Кейтлин закрыла глаза. Не платить. Не волноваться о будущем. Стать наконец свободной. Жить без постоянной тревоги за то, что ее любимое ранчо отберут.
Но она не станет до конца свободной. Потому что всегда будет Мейсон и его притязания. Притязания, которые Кейтлин приняла бы с радостью, будь они основаны на любви. Но со стороны Мейсона любви не было, и это делало невозможными любые соглашения.
— Ты предлагаешь мне, — цедила слова Кейтлин, — стать твоей содержанкой.
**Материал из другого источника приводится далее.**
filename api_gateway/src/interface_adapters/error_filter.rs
use crate::domain::{Clock, GatewayError};
use crate::interface_adapters::state::SystemClock;
use crate::use_cases::normalize_error::normalize;
use axum::{
    Json,
    http::{Method, StatusCode, Uri},
    response::{IntoResponse, Response},
};
use std::any::Any;

// Terminal handler for every failed request: the error is classified once and
// written as a single `{statusCode, message, timestamp}` JSON response.
impl IntoResponse for GatewayError {
    fn into_response(self) -> Response {
        respond(&self, &SystemClock)
    }
}

pub fn respond<C: Clock>(error: &GatewayError, clock: &C) -> Response {
    let body = normalize(error, clock);
    let status =
        StatusCode::from_u16(body.status_code).unwrap_or(StatusCode::INTERNAL_SERVER_ERROR);

    if status.is_server_error() {
        tracing::error!(kind = error.kind(), status = body.status_code, error = %error, "request failed");
    } else {
        tracing::warn!(kind = error.kind(), status = body.status_code, error = %error, "request failed");
    }

    (status, Json(body)).into_response()
}

// Response used by the panic-catching layer.
pub fn handle_panic(payload: Box<dyn Any + Send + 'static>) -> Response {
    let detail = payload
        .downcast_ref::<&str>()
        .map(|detail| detail.to_string())
        .or_else(|| payload.downcast_ref::<String>().cloned())
        .unwrap_or_else(|| "unknown panic payload".to_string());
    tracing::error!(panic = %detail, "handler panicked");

    GatewayError::Unclassified.into_response()
}

pub async fn route_not_found(method: Method, uri: Uri) -> GatewayError {
    GatewayError::http(404, format!("Cannot {method} {}", uri.path()))
}

pub async fn method_not_allowed(method: Method, uri: Uri) -> GatewayError {
    GatewayError::http(405, format!("Cannot {method} {}", uri.path()))
}
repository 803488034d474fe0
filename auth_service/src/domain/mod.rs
pub mod entities;
pub mod errors;
pub mod ports;
pub mod normalize_error;
use crate::domain::{GatewayError, Task};
use crate::interface_adapters::extract::{JsonBody, PathParam, QueryParams};
use crate::interface_adapters::protocol::{
    CreateTaskRequest, TaskListQuery, UpdateTaskRequest, Validate,
};
use crate::interface_adapters::state::AppState;
use axum::{Json, extract::State, http::StatusCode};
use std::sync::Arc;

#[tracing::instrument(name = "list_tasks", skip_all, fields(project_id = ?query.project_id))]
pub async fn list(
    State(state): State<Arc<AppState>>,
    QueryParams(query): QueryParams<TaskListQuery>,
) -> Result<Json<Vec<Task>>, GatewayError> {
    let tasks = state.tasks.list_tasks(query.project_id).await?;
    Ok(Json(tasks))
}

// Tasks of a single project; a missing project is reported by the service.
#[tracing::instrument(name = "list_project_tasks", skip_all, fields(project_id = id))]
pub async fn list_for_project(
    State(state): State<Arc<AppState>>,
    PathParam(id): PathParam<i64>,
) -> Result<Json<Vec<Task>>, GatewayError> {
    state.projects.get_project(id).await?;
    let tasks = state.tasks.list_tasks(Some(id)).await?;
    Ok(Json(tasks))
}

#[tracing::instrument(name = "get_task", skip_all, fields(task_id = id))]
pub async fn get(
    State(state): State<Arc<AppState>>,
    PathParam(id): PathParam<i64>,
) -> Result<Json<Task>, GatewayError> {
    let task = state.tasks.get_task(id).await?;
    Ok(Json(task))
}

#[tracing::instrument(name = "create_task", skip_all, fields(project_id = body.project_id))]
pub async fn create(
    State(state): State<Arc<AppState>>,
    JsonBody(body): JsonBody<CreateTaskRequest>,
) -> Result<(StatusCode, Json<Task>), GatewayError> {
    body.validate()?;

    let task = state.tasks.create_task(body.into()).await?;

    tracing::info!(task_id = task.id, "task created.");
    Ok((StatusCode::CREATED, Json(task)))
}

#[tracing::instrument(name = "update_task", skip_all, fields(task_id = id))]
pub async fn update(
    State(state): State<Arc<AppState>>,
    PathParam(id): PathParam<i64>,
    JsonBody(body): JsonBody<UpdateTaskRequest>,
) -> Result<Json<Task>, GatewayError> {
    body.validate()?;

    let task = state.tasks.update_task(id, body.into()).await?;
    Ok(Json(task))
}

#[tracing::instrument(name = "delete_task", skip_all, fields(task_id = id))]
pub async fn delete(
    State(state): State<Arc<AppState>>,
    PathParam(id): PathParam<i64>,
) -> Result<StatusCode, GatewayError> {
    state.tasks.delete_task(id).await?;

    tracing::info!("task deleted.");
    Ok(StatusCode::NO_CONTENT)
}
mod domain;
mod frameworks;
mod interface_adapters;
mod use_cases;

use frameworks::server;

#[tokio::main]
async fn main() {
    // Delegate to the server framework entry point.
    server::run().await;
}
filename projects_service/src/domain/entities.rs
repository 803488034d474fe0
use chrono::{DateTime, Utc};
use serde::{Deserialize, Serialize};

#[derive(Debug, Clone, Copy, Default, PartialEq, Eq, Serialize, Deserialize)]
#[serde(rename_all = "snake_case")]
pub enum TaskStatus {
    #[default]
    Todo,
    InProgress,
    Done,
}

impl TaskStatus {
    pub fn as_str(self) -> &'static str {
        match self {
            TaskStatus::Todo => "todo",
            TaskStatus::InProgress => "in_progress",
            TaskStatus::Done => "done",
        }
    }

    pub fn parse(value: &str) -> Option<Self> {
        match value {
            "todo" => Some(TaskStatus::Todo),
            "in_progress" => Some(TaskStatus::InProgress),
            "done" => Some(TaskStatus::Done),
            _ => None,
        }
    }
}

#[derive(Debug, Clone, PartialEq)]
pub struct Project {
    pub id: i64,
    pub name: String,
    pub description: Option<String>,
    pub created_at: DateTime<Utc>,
    pub updated_at: DateTime<Utc>,
}

// Project ready to be persisted; the store assigns the id.
#[derive(Debug, Clone)]
pub struct NewProject {
    pub name: String,
    pub description: Option<String>,
    pub created_at: DateTime<Utc>,
}

// Fields to overwrite on an existing project. `None` keeps the stored value.
#[derive(Debug, Clone)]
pub struct ProjectChanges {
    pub name: Option<String>,
    pub description: Option<String>,
    pub updated_at: DateTime<Utc>,
}

#[derive(Debug, Clone, PartialEq)]
pub struct Task {
    pub id: i64,
    pub project_id: i64,
    pub title: String,
    pub description: Option<String>,
    pub status: TaskStatus,
    pub created_at: DateTime<Utc>,
    pub updated_at: DateTime<Utc>,
}

#[derive(Debug, Clone)]
pub struct NewTask {
    pub project_id: i64,
    pub title: String,
    pub description: Option<String>,
    pub status: TaskStatus,
    pub created_at: DateTime<Utc>,
}

#[derive(Debug, Clone)]
pub struct TaskChanges {
    pub title: Option<String>,
    pub description: Option<String>,
    pub status: Option<TaskStatus>,
    pub updated_at: DateTime<Utc>,
}
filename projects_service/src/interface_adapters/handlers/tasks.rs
use crate::domain::ports::{ProjectStore, TaskStore};
use crate::interface_adapters::handlers::{ApiError, map_project_error};
use crate::interface_adapters::protocol::{
    CreateTaskRequest, TaskListQuery, TaskResponse, UpdateTaskRequest,
};
use crate::interface_adapters::state::{AppState, SystemClock};
use crate::use_cases::tasks::TaskUseCases;
use axum::{
    Json,
    extract::{Path, Query, State},
    http::StatusCode,
};
use std::sync::Arc;
use tracing::info;

type Tasks = TaskUseCases<SystemClock, Arc<dyn ProjectStore>, Arc<dyn TaskStore>>;

fn use_cases(state: &AppState) -> Tasks {
    TaskUseCases {
        clock: SystemClock,
        projects: state.projects.clone(),
        tasks: state.tasks.clone(),
    }
}

#[tracing::instrument(name = "list_tasks", skip_all, fields(project_id = ?query.project_id))]
pub async fn list(
    State(state): State<Arc<AppState>>,
    Query(query): Query<TaskListQuery>,
) -> Result<Json<Vec<TaskResponse>>, ApiError> {
    let tasks = use_cases(&state)
        .list(query.project_id)
        .await
        .map_err(map_project_error)?;
    Ok(Json(tasks.into_iter().map(Into::into).collect()))
}

#[tracing::instrument(name = "get_task", skip_all, fields(task_id = id))]
pub async fn get(
    State(state): State<Arc<AppState>>,
    Path(id): Path<i64>,
) -> Result<Json<TaskResponse>, ApiError> {
    let task = use_cases(&state).get(id).await.map_err(map_project_error)?;
    Ok(Json(task.into()))
}

#[tracing::instrument(name = "create_task", skip_all, fields(project_id = payload.project_id))]
pub async fn create(
    State(state): State<Arc<AppState>>,
    Json(payload): Json<CreateTaskRequest>,
) -> Result<(StatusCode, Json<TaskResponse>), ApiError> {
    let task = use_cases(&state)
        .create(payload)
        .await
        .map_err(map_project_error)?;

    info!(task_id = task.id, "task created");
    Ok((StatusCode::CREATED, Json(task.into())))
}

#[tracing::instrument(name = "update_task", skip_all, fields(task_id = id))]
pub async fn update(
    State(state): State<Arc<AppState>>,
    Path(id): Path<i64>,
    Json(payload): Json<UpdateTaskRequest>,
) -> Result<Json<TaskResponse>, ApiError> {
    let task = use_cases(&state)
        .update(id, payload)
        .await
        .map_err(map_project_error)?;
    Ok(Json(task.into()))
}

#[tracing::instrument(name = "delete_task", skip_all, fields(task_id = id))]
pub async fn delete(
    State(state): State<Arc<AppState>>,
    Path(id): Path<i64>,
) -> Result<StatusCode, ApiError> {
    use_cases(&state)
        .delete(id)
        .await
        .map_err(map_project_error)?;

    info!("task deleted");
    Ok(StatusCode::NO_CONTENT)
}
pub mod domain;
pub mod frameworks;
pub mod interface_adapters;
pub mod use_cases;

pub use frameworks::config::GatewayConfig;
pub use frameworks::server::run;
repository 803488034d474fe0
pub mod clients;
pub mod error_filter;
pub mod extract;
pub mod handlers;
pub mod protocol;
pub mod routes;
pub mod state;
use crate::interface_adapters::error_filter::{handle_panic, method_not_allowed, route_not_found};
use crate::interface_adapters::handlers::{auth, health, projects, tasks};
use crate::interface_adapters::state::AppState;
use axum::{
    Router,
    body::Body,
    http::Request,
    routing::{get, post},
};
use std::sync::Arc;
use tower_http::{
    catch_panic::CatchPanicLayer,
    request_id::{MakeRequestUuid, PropagateRequestIdLayer, SetRequestIdLayer},
    trace::TraceLayer,
};

pub fn app(state: Arc<AppState>) -> Router {
    // Wire the HTTP routes to their handlers.
    Router::new()
        .route("/health", get(health::health))
        .route("/auth", get(auth::hello))
        .route("/auth/sign-up", post(auth::sign_up))
        .route("/auth/sign-in", post(auth::sign_in))
        .route("/projects", get(projects::list).post(projects::create))
        .route(
            "/projects/{id}",
            get(projects::get)
                .patch(projects::update)
                .delete(projects::delete),
        )
        .route("/projects/{id}/tasks", get(tasks::list_for_project))
        .route("/tasks", get(tasks::list).post(tasks::create))
        .route(
            "/tasks/{id}",
            get(tasks::get).patch(tasks::update).delete(tasks::delete),
        )
        .fallback(route_not_found)
        .method_not_allowed_fallback(method_not_allowed)
        .with_state(state)
        // Layers run bottom-up: request id first, then the trace span, then handlers.
        .layer(CatchPanicLayer::custom(handle_panic))
        .layer(PropagateRequestIdLayer::x_request_id())
        .layer(TraceLayer::new_for_http().make_span_with(|request: &Request<Body>| {
            let request_id = request
                .headers()
                .get("x-request-id")
                .and_then(|value| value.to_str().ok())
                .unwrap_or("-");
            tracing::info_span!(
                "request",
                method = %request.method(),
                uri = %request.uri(),
                request_id,
            )
        }))
        .layer(SetRequestIdLayer::x_request_id(MakeRequestUuid))
}
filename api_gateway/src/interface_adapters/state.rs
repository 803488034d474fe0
use crate::domain::{AuthProvider, Clock, ProjectsProvider, TasksProvider};
use chrono::{DateTime, Utc};
use std::sync::Arc;

#[derive(Clone)]
pub struct AppState {
    // We use Arc<dyn Trait> to hold any implementation (dependency injection).
    pub auth: Arc<dyn AuthProvider>,
    pub projects: Arc<dyn ProjectsProvider>,
    pub tasks: Arc<dyn TasksProvider>,
}

// System clock adapter used to stamp error envelopes.
#[derive(Clone, Copy)]
pub struct SystemClock;

impl Clock for SystemClock {
    fn now(&self) -> DateTime<Utc> {
        Utc::now()
    }
}
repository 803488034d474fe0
use chrono::{DateTime, Utc};

// Port for retrieving the current time.
pub trait Clock: Send + Sync {
    fn now(&self) -> DateTime<Utc>;
}
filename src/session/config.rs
use serde::{Deserialize, Serialize};
use std::path::PathBuf;

use crate::media::MediaMode;

/// Configuration for a media session
#[derive(Debug, Clone, Serialize, Deserialize)]
pub struct SessionConfig {
    /// Session identifier used in logs (e.g., "session-6f1c...")
    pub session_id: String,

    /// Mode selected when the session is created
    pub initial_mode: MediaMode,

    /// Directory that receives `recorded-video.webm` / `captured-image.png`
    /// Default: none (nothing is saved locally)
    pub downloads_dir: Option<PathBuf>,
}

impl Default for SessionConfig {
    fn default() -> Self {
        Self {
            session_id: format!("session-{}", uuid::Uuid::new_v4()),
            initial_mode: MediaMode::Video,
            downloads_dir: None,
        }
    }
}
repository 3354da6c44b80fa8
use super::config::SessionConfig;
use super::hooks::{LogNotifier, LogSubmission, Notifier, SubmissionHandler};
use super::status::SessionStatus;
use crate::capture::CaptureController;
use crate::media::{CaptureError, MediaEncoder, MediaMode};
use crate::recorder::{Blob, Recorder, RecorderError};
use crate::snapshot::{self, Snapshot, SnapshotError};
use crate::store::{LocalStore, IMAGE_URI_KEY, VIDEO_URI_KEY};
use crate::upload::{ContentId, UploadClient, UploadKind};
use chrono::{DateTime, Utc};
use std::path::PathBuf;
use std::sync::Arc;
use thiserror::Error;
use tokio::sync::Mutex;
use tokio::task::JoinHandle;
use tracing::{error, info, warn};

#[derive(Debug, Error)]
pub enum SessionError {
    #[error(transparent)]
    Capture(#[from] CaptureError),
    #[error(transparent)]
    Recorder(#[from] RecorderError),
    #[error(transparent)]
    Snapshot(#[from] SnapshotError),
    #[error("encoder failure: {0:#}")]
    Encoder(anyhow::Error),
    #[error("not allowed while recording")]
    Busy,
}

/// Result of a stopped recording
#[derive(Debug, Clone)]
pub struct RecordingOutcome {
    pub blob_size: usize,
    pub chunks_count: usize,
    pub download_path: Option<PathBuf>,
    /// `None` when the upload failed
    pub content_id: Option<ContentId>,
}

/// Result of a snapshot
#[derive(Debug, Clone)]
pub struct SnapshotOutcome {
    pub snapshot: Snapshot,
    pub download_path: Option<PathBuf>,
    /// `None` when the upload failed
    pub content_id: Option<ContentId>,
}

/// One capture-to-upload attempt
///
/// Owns the capture controller, the recorder and the encoder feeding it.
/// `reset()` drops everything held in memory; only the local store survives.
pub struct MediaSession {
    /// Session configuration
    config: SessionConfig,

    /// Selected capture mode
    mode: MediaMode,

    /// Live stream owner
    capture: CaptureController,

    /// Encoder producing chunks for the recorder
    encoder: Box<dyn MediaEncoder>,

    /// Chunk accumulator, shared with the collector task
    recorder: Arc<Mutex<Recorder>>,

    /// Task forwarding encoder chunks into the recorder
    collector: Option<JoinHandle<usize>>,

    uploader: UploadClient,

    store: LocalStore,

    submission: Arc<dyn SubmissionHandler>,

    notifier: Arc<dyn Notifier>,

    /// When the current stream was acquired
    capture_started_at: Option<DateTime<Utc>>,

    image_path: Option<PathBuf>,

    last_content_id: Option<ContentId>,

    last_acknowledgment: Option<String>,

    /// Set once a recording has been stopped and uploaded
    recording_finished: bool,
}

impl MediaSession {
    pub fn new(
        config: SessionConfig,
        capture: CaptureController,
        encoder: Box<dyn MediaEncoder>,
        uploader: UploadClient,
        store: LocalStore,
    ) -> Self {
        info!("Creating media session: {}", config.session_id);

        Self {
            mode: config.initial_mode,
            config,
            capture,
            encoder,
            recorder: Arc::new(Mutex::new(Recorder::new())),
            collector: None,
            uploader,
            store,
            submission: Arc::new(LogSubmission),
            notifier: Arc::new(LogNotifier),
            capture_started_at: None,
            image_path: None,
            last_content_id: None,
            last_acknowledgment: None,
            recording_finished: false,
        }
    }

    pub fn with_submission(mut self, submission: Arc<dyn SubmissionHandler>) -> Self {
        self.submission = submission;
        self
    }

    pub fn with_notifier(mut self, notifier: Arc<dyn Notifier>) -> Self {
        self.notifier = notifier;
        self
    }

    pub fn mode(&self) -> MediaMode {
        self.mode
    }

    pub fn store(&self) -> &LocalStore {
        &self.store
    }

    pub fn capture(&self) -> &CaptureController {
        &self.capture
    }

    pub async fn is_recording(&self) -> bool {
        self.recorder.lock().await.is_recording()
    }

    pub async fn select_mode(&mut self, mode: MediaMode) -> Result<(), SessionError> {
        if self.is_recording().await {
            return Err(SessionError::Busy);
        }

        info!("Media mode selected: {:?}", mode);
        self.mode = mode;
        Ok(())
    }

    /// Acquire the live stream for the selected mode
    ///
    /// Rejected while recording: a new stream would stop the recorded tracks.
    pub async fn start_capture(&mut self) -> Result<(), SessionError> {
        if self.is_recording().await {
            return Err(SessionError::Busy);
        }

        let stream = self.capture.start(self.mode).await?;
        info!(
            "Session {} bound stream {} to preview",
            self.config.session_id,
            stream.id()
        );
        self.capture_started_at = Some(Utc::now());
        self.recording_finished = false;
        Ok(())
    }

    /// Start recording, acquiring a stream first if none is held
    pub async fn start_recording(&mut self) -> Result<(), SessionError> {
        // Acquire a stream first, like the Start button does
        if self.capture.stream().is_none() {
            self.start_capture().await?;
        }

        // Fails unless the recorder is idle
        self.recorder.lock().await.start()?;

        let Some(stream) = self.capture.stream() else {
            self.recorder.lock().await.reset();
            return Err(CaptureError::DeviceUnavailable("stream released".to_string()).into());
        };

        let mut chunk_rx = match self.encoder.start(stream).await {
            Ok(rx) => rx,
            Err(e) => {
                error!("Failed to start {}: {:#}", self.encoder.name(), e);
                self.recorder.lock().await.reset();
                return Err(SessionError::Encoder(e));
            }
        };

        // Spawn collector task: chunks reach the recorder in arrival order
        let recorder = Arc::clone(&self.recorder);
        self.collector = Some(tokio::spawn(async move {
            let mut delivered = 0usize;
            while let Some(chunk) = chunk_rx.recv().await {
                recorder.lock().await.on_data_available(chunk);
                delivered += 1;
            }
            delivered
        }));

        info!(
            "Recording started for session {} ({})",
            self.config.session_id,
            self.encoder.name()
        );

        Ok(())
    }

    /// Stop recording, upload the result and reset the session
    ///
    /// A no-op returning `None` when not recording. The reset happens only
    /// after the upload has resolved.
    pub async fn stop_recording(&mut self) -> Result<Option<RecordingOutcome>, SessionError> {
        if !self.is_recording().await {
            return Ok(None);
        }

        info!("Stopping recording for session {}", self.config.session_id);

        // Flush the encoder and wait for the final chunk
        let chunks_count = self.drain_encoder().await;

        // Assemble the blob
        let Some(blob) = self.recorder.lock().await.stop() else {
            return Ok(None);
        };

        // Local copy, then upload; both must finish before the reset
        let download_path = self.save_download(UploadKind::Video, &blob).await;
        let content_id = self.upload_and_persist(UploadKind::Video, &blob).await;

        let outcome = RecordingOutcome {
            blob_size: blob.len(),
            chunks_count,
            download_path,
            content_id,
        };

        self.reset().await;
        self.recording_finished = true;

        Ok(Some(outcome))
    }

    /// Capture the current preview frame as PNG and upload it
    pub async fn take_snapshot(&mut self) -> Result<SnapshotOutcome, SessionError> {
        let frame = self.capture.current_frame().ok_or(SnapshotError::NoFrame)?;
        let snapshot = snapshot::take_snapshot(&frame)?;

        let download_path = self.save_download(UploadKind::Image, &snapshot.blob).await;
        if download_path.is_some() {
            self.image_path = download_path.clone();
        }

        let content_id = self.upload_and_persist(UploadKind::Image, &snapshot.blob).await;

        Ok(SnapshotOutcome {
            snapshot,
            download_path,
            content_id,
        })
    }

    /// Flip the camera and release the stream; an active recording is discarded
    pub async fn toggle_camera(&mut self) {
        if self.is_recording().await {
            warn!("Camera toggled while recording; discarding recording");
            self.drain_encoder().await;
            self.recorder.lock().await.reset();
        }

        self.capture.toggle_facing();
        self.capture_started_at = None;
    }

    /// Drop all in-memory state, stopping every track
    pub async fn reset(&mut self) {
        if self.encoder.is_encoding() {
            if let Err(e) = self.encoder.stop().await {
                error!("Failed to stop encoder: {:#}", e);
            }
        }
        if let Some(collector) = self.collector.take() {
            collector.abort();
        }

        self.capture.stop_all();
        self.recorder.lock().await.reset();
        self.capture_started_at = None;
        self.image_path = None;
        self.last_content_id = None;
        self.last_acknowledgment = None;
        self.recording_finished = false;

        info!("Session {} reset", self.config.session_id);
    }

    pub async fn status(&self) -> SessionStatus {
        let (recorder_state, chunks_count) = {
            let recorder = self.recorder.lock().await;
            (recorder.state(), recorder.chunk_count())
        };

        let status_message = if self.capture.controls().stop_enabled {
            r#"Click the "Stop" button to stop recording"#
        } else if self.recording_finished {
            r#"Click the "Start" button to start recording"#
        } else {
            r#"Click the "Start" button to start capturing"#
        };

        SessionStatus {
            session_id: self.config.session_id.clone(),
            mode: self.mode,
            facing: self.capture.facing(),
            recorder: recorder_state,
            controls: self.capture.controls(),
            status_message: status_message.to_string(),
            stream_id: self.capture.stream().map(|s| s.id().to_string()),
            capture_started_at: self.capture_started_at,
            chunks_count,
            image_path: self.image_path.clone(),
            last_content_id: self.last_content_id.clone(),
            last_acknowledgment: self.last_acknowledgment.clone(),
            video_uri: self.store.get(VIDEO_URI_KEY).map(str::to_string),
            image_uri: self.store.get(IMAGE_URI_KEY).map(str::to_string),
        }
    }

    /// Stop the encoder and wait until every chunk reached the recorder
    async fn drain_encoder(&mut self) -> usize {
        let stopped = self.encoder.stop().await;
        let Some(collector) = self.collector.take() else {
            return 0;
        };

        if let Err(e) = stopped {
            error!("Failed to stop {}: {:#}", self.encoder.name(), e);
            collector.abort();
            return 0;
        }

        match collector.await {
            Ok(delivered) => delivered,
            Err(e) => {
                error!("Chunk collector panicked: {}", e);
                0
            }
        }
    }

    async fn save_download(&self, kind: UploadKind, blob: &Blob) -> Option<PathBuf> {
        let dir = self.config.downloads_dir.as_ref()?;
        let path = dir.join(kind.filename());

        if let Err(e) = tokio::fs::create_dir_all(dir).await {
            warn!("Failed to create downloads directory {}: {}", dir.display(), e);
            return None;
        }

        match tokio::fs::write(&path, &blob.bytes).await {
            Ok(()) => {
                info!("Saved {} ({} bytes)", path.display(), blob.len());
                Some(path)
            }
            Err(e) => {
                warn!("Failed to save {}: {}", path.display(), e);
                None
            }
        }
    }

    /// Upload, persist, submit, acknowledge; failures are only logged
    async fn upload_and_persist(&mut self, kind: UploadKind, blob: &Blob) -> Option<ContentId> {
        // One attempt, no retry
        let content_id = match self.uploader.upload(blob, kind.filename()).await {
            Ok(cid) => cid,
            Err(e) => {
                error!("Error uploading {}: {}", kind.filename(), e);
                return None;
            }
        };

        // Persist before anything else sees the identifier
        if let Err(e) = self.store.set(kind.storage_key(), content_id.as_str()) {
            error!("Failed to persist {}: {:#}", kind.storage_key(), e);
            return None;
        }
        info!("Stored {} = {}", kind.storage_key(), content_id);
        self.last_content_id = Some(content_id.clone());

        // Hand off to the submission flow; the acknowledgment waits on it
        if let Err(e) = self.submission.submit(kind, &content_id).await {
            error!("Submission of {} failed: {:#}", content_id, e);
            return Some(content_id);
        }

        self.notifier.acknowledge(kind.acknowledgment());
        self.last_acknowledgment = Some(kind.acknowledgment().to_string());

        Some(content_id)
    }
}
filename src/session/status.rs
use chrono::{DateTime, Utc};
use serde::{Deserialize, Serialize};
use std::path::PathBuf;

use crate::capture::Controls;
use crate::media::{CameraFacing, MediaMode};
use crate::recorder::RecorderState;
use crate::upload::ContentId;

/// Snapshot of a media session for display
#[derive(Debug, Clone, Serialize, Deserialize)]
pub struct SessionStatus {
    pub session_id: String,

    pub mode: MediaMode,

    pub facing: CameraFacing,

    pub recorder: RecorderState,

    pub controls: Controls,

    /// Instruction line shown next to the controls
    pub status_message: String,

    /// Live stream id, if a stream is held
    pub stream_id: Option<String>,

    /// When the current stream was acquired
    pub capture_started_at: Option<DateTime<Utc>>,

    /// Chunks accumulated by the active recording
    pub chunks_count: usize,

    /// Local copy of the last snapshot
    pub image_path: Option<PathBuf>,

    /// Identifier from the last successful upload in this session
    pub last_content_id: Option<ContentId>,

    /// Last acknowledgment shown to the user
    pub last_acknowledgment: Option<String>,

    /// Persisted `video_uri`
    pub video_uri: Option<String>,

    /// Persisted `image_uri`
    pub image_uri: Option<String>,
}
— Не помню, чтобы я это говорил.
— Как это еще называется?
— «Замужество» не подойдет? — мягко поинтересовался Мейсон.
— Замужество! — Кровь отхлынула от ее щек.
— Я прошу тебя выйти за меня, Кейтлин.
— Ты просишь об этом не в первый раз, — сказала она, когда обрела возможность говорить.
— Верно.
Ей вспомнилось первое предложение Мейсона и тогдашний разговор о его великом плане. Он получит ранчо, чего бы это ни стоило. А в придачу ему нужна Кейтлин. Планы, достойные Наполеона, должны были вот-вот осуществиться. Так Мейсон, во всяком случае, думал.
— Ответ все тот же. Нет! — отрезала она.
— Ты не дала себе труда подумать.
— Думать не о чем.
— И все же подумай, Кейтлин. Ничего больше не платить. И твое ранчо остается твоим.
— И проводить каждую ночь в твоей постели.
— Но тебе же понравилось быть со мной! Чем угодно клянусь, понравилось. Не настолько ты хорошая актриса, Кейтлин.
— Мы тогда прекрасно провели время на банкете — Она почти шептала. — И я…
— Ну, одно ведь тянет за собой другое, верно?
— Но с тех пор у меня было время подумать. Я хотела бы, чтобы ничего тогда не было.
— И поэтому ты не отвечала на мои звонки?
— Д-да…
Мейсон долго молчал.
— И все же почему бы тебе не обдумать мое предложение? — спросил он наконец.
— Здесь не о чем думать, Мейсон. Я не пойду к тебе в содержанки. И в жены тоже.
— В таком случае зачем было интересоваться, что ты получишь?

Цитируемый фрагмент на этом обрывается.